Marks and Spencer shares sink over 8% following declines in UK sales

Marks and Spencer Group PLC (LON:MKS) have said that their performance has improved over the third quarter in an update on Thursday.

Shares of Marks and Spencer sunk 8.87% on the announcement and trade at 199p. 9/1/20 10:44BST.

The FTSE 250 listed firm said that performance has seen improvements on a like for like basis, however total sales declined in its Clothing and Home sector.

Notably, the period mentioned includes the festive holidays however British supermarkets seemed to have lost ground.

In the 13 weeks period which ended December 28 the firm said that its total UK sales dipped 0.6% year on year to £2.77 billion, however on a like for like basis this was a 0.2% rise.

Total sales were 0.7% lower at £3.02 billion, and this includes its international unit which saw a 2.3% fall in sales to £251 million.

The British supermarket mainly attributed its growth in UK trading to food unit, where sales climbed 1.5% year on year to £1.7 billion. Notably in the food unit, the firm saw a 1.4% rise on a like for like time scale.

The clothes unit, which contributed heavily to a slump back in November saw sales fall again by 3.7% to £1.06 billion and on a like for like basis sales fell 1.7%.

M&S said: “Revenue was adversely impacted by competitor discounting in December and lower furniture dispatches at the start of the quarter. We generated an improved run rate in traffic and orders, started to implement improvements to search and personalisation in the period and launched an instalment payment option.”

Marks and Spencer have left their full year guidance unchanged, which is something that shareholders can hold onto however they warned that gross margins will be at the lower end of expected guidance.

Chief Executive remains optimistic

Chief Executive Steve Rowe said: “The Food business continued to outperform the market and Clothing and Home had a strong start to the quarter, albeit this was followed by a challenging trading environment in the lead up to Christmas.”

“As we drive a faster pace of change, disappointing one-off issues – notably waste and supply chain in the Food business, the shape of buy in Menswear and performance in our Gifting categories – held us back from delivering a stronger result. However, the changes we made earlier in the year in Clothing have arrested the worst of the issues of the first six months and we are progressively building a much stronger team for the future,” he added.

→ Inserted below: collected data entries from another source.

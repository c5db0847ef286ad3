//! Passage chunking for long-form content.
//!
//! Splits transcripts and blog text into paragraph-sized passages for
//! embedding and retrieval, without breaking sentences apart.

mod paragraph;
mod sentence_count;
mod sentences;

pub use paragraph::{chunk_text, ParagraphChunker};
pub use sentence_count::SentenceCountChunker;
pub use sentences::{normalize, split_sentences};

use serde::{Deserialize, Serialize};

/// Chunking strategy.
#[derive(Debug, Clone, Copy, PartialEq, Eq, Serialize, Deserialize)]
#[serde(rename_all = "kebab-case")]
pub enum ChunkingStrategy {
    /// Character thresholds (min / ideal / max).
    Paragraph,
    /// Fixed sentences per paragraph with a soft ceiling.
    SentenceCount,
}

impl std::str::FromStr for ChunkingStrategy {
    type Err = String;

    fn from_str(s: &str) -> std::result::Result<Self, Self::Err> {
        match s.to_lowercase().as_str() {
            "paragraph" | "chars" => Ok(ChunkingStrategy::Paragraph),
            "sentence-count" | "sentences" => Ok(ChunkingStrategy::SentenceCount),
            _ => Err(format!("Unknown chunking strategy: {}", s)),
        }
    }
}

/// Thresholds for paragraph chunking, in characters.
#[derive(Debug, Clone, Copy, PartialEq, Eq)]
pub struct ChunkingConfig {
    /// Paragraphs shorter than this are not closed early.
    pub min_chars: usize,
    /// Preferred closing length.
    pub ideal_chars: usize,
    /// Hard ceiling.
    pub max_chars: usize,
}

impl Default for ChunkingConfig {
    fn default() -> Self {
        Self {
            min_chars: 200,
            ideal_chars: 800,
            max_chars: 1000,
        }
    }
}

/// Trait for passage chunking implementations.
pub trait Chunker: Send + Sync {
    /// Split text into ordered, non-empty passages.
    fn chunk(&self, text: &str) -> Vec<String>;
}

/// Create a chunker based on the strategy.
pub fn create_chunker(strategy: ChunkingStrategy, config: ChunkingConfig) -> Box<dyn Chunker> {
    match strategy {
        ChunkingStrategy::Paragraph => Box::new(ParagraphChunker::new(config)),
        ChunkingStrategy::SentenceCount => Box::new(SentenceCountChunker::new()),
    }
}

Marks and Spencer going through a tricky period

Despite the firm just under a year ago agreeing a £750 million delivery deal with Ocado (LON:OCDO) the firm has seen a tricky few months across 2019.

In November, the firm saw its profits plunge which alerted an internal crisis.

Chief Executive Steve Rowe alluded to several factors which had caused the slump including blamed the 5.5% decline in like-for-like clothing sales in the first six months of its financial year on supply chain problems and buying errors that meant popular sizes quickly sold out in store and online.

Food sales returned to growth over the period, with like-for-like sales up 0.9%.

The retailer has cut the price of hundreds of everyday products and introduced new ranges in a bid to be seen as a supermarket rather than a convenience chain.

However Marks and Spencer did seem to be proactive as the firm did name Richard Price as the new managing new managing director of its Clothing & Home unit.

Price joined from rival F&F Clothing, Tesco PLC’s (LON:TSCO) fashion arm, and Marks may see the longer term benefits once strategy has been firmly affixed.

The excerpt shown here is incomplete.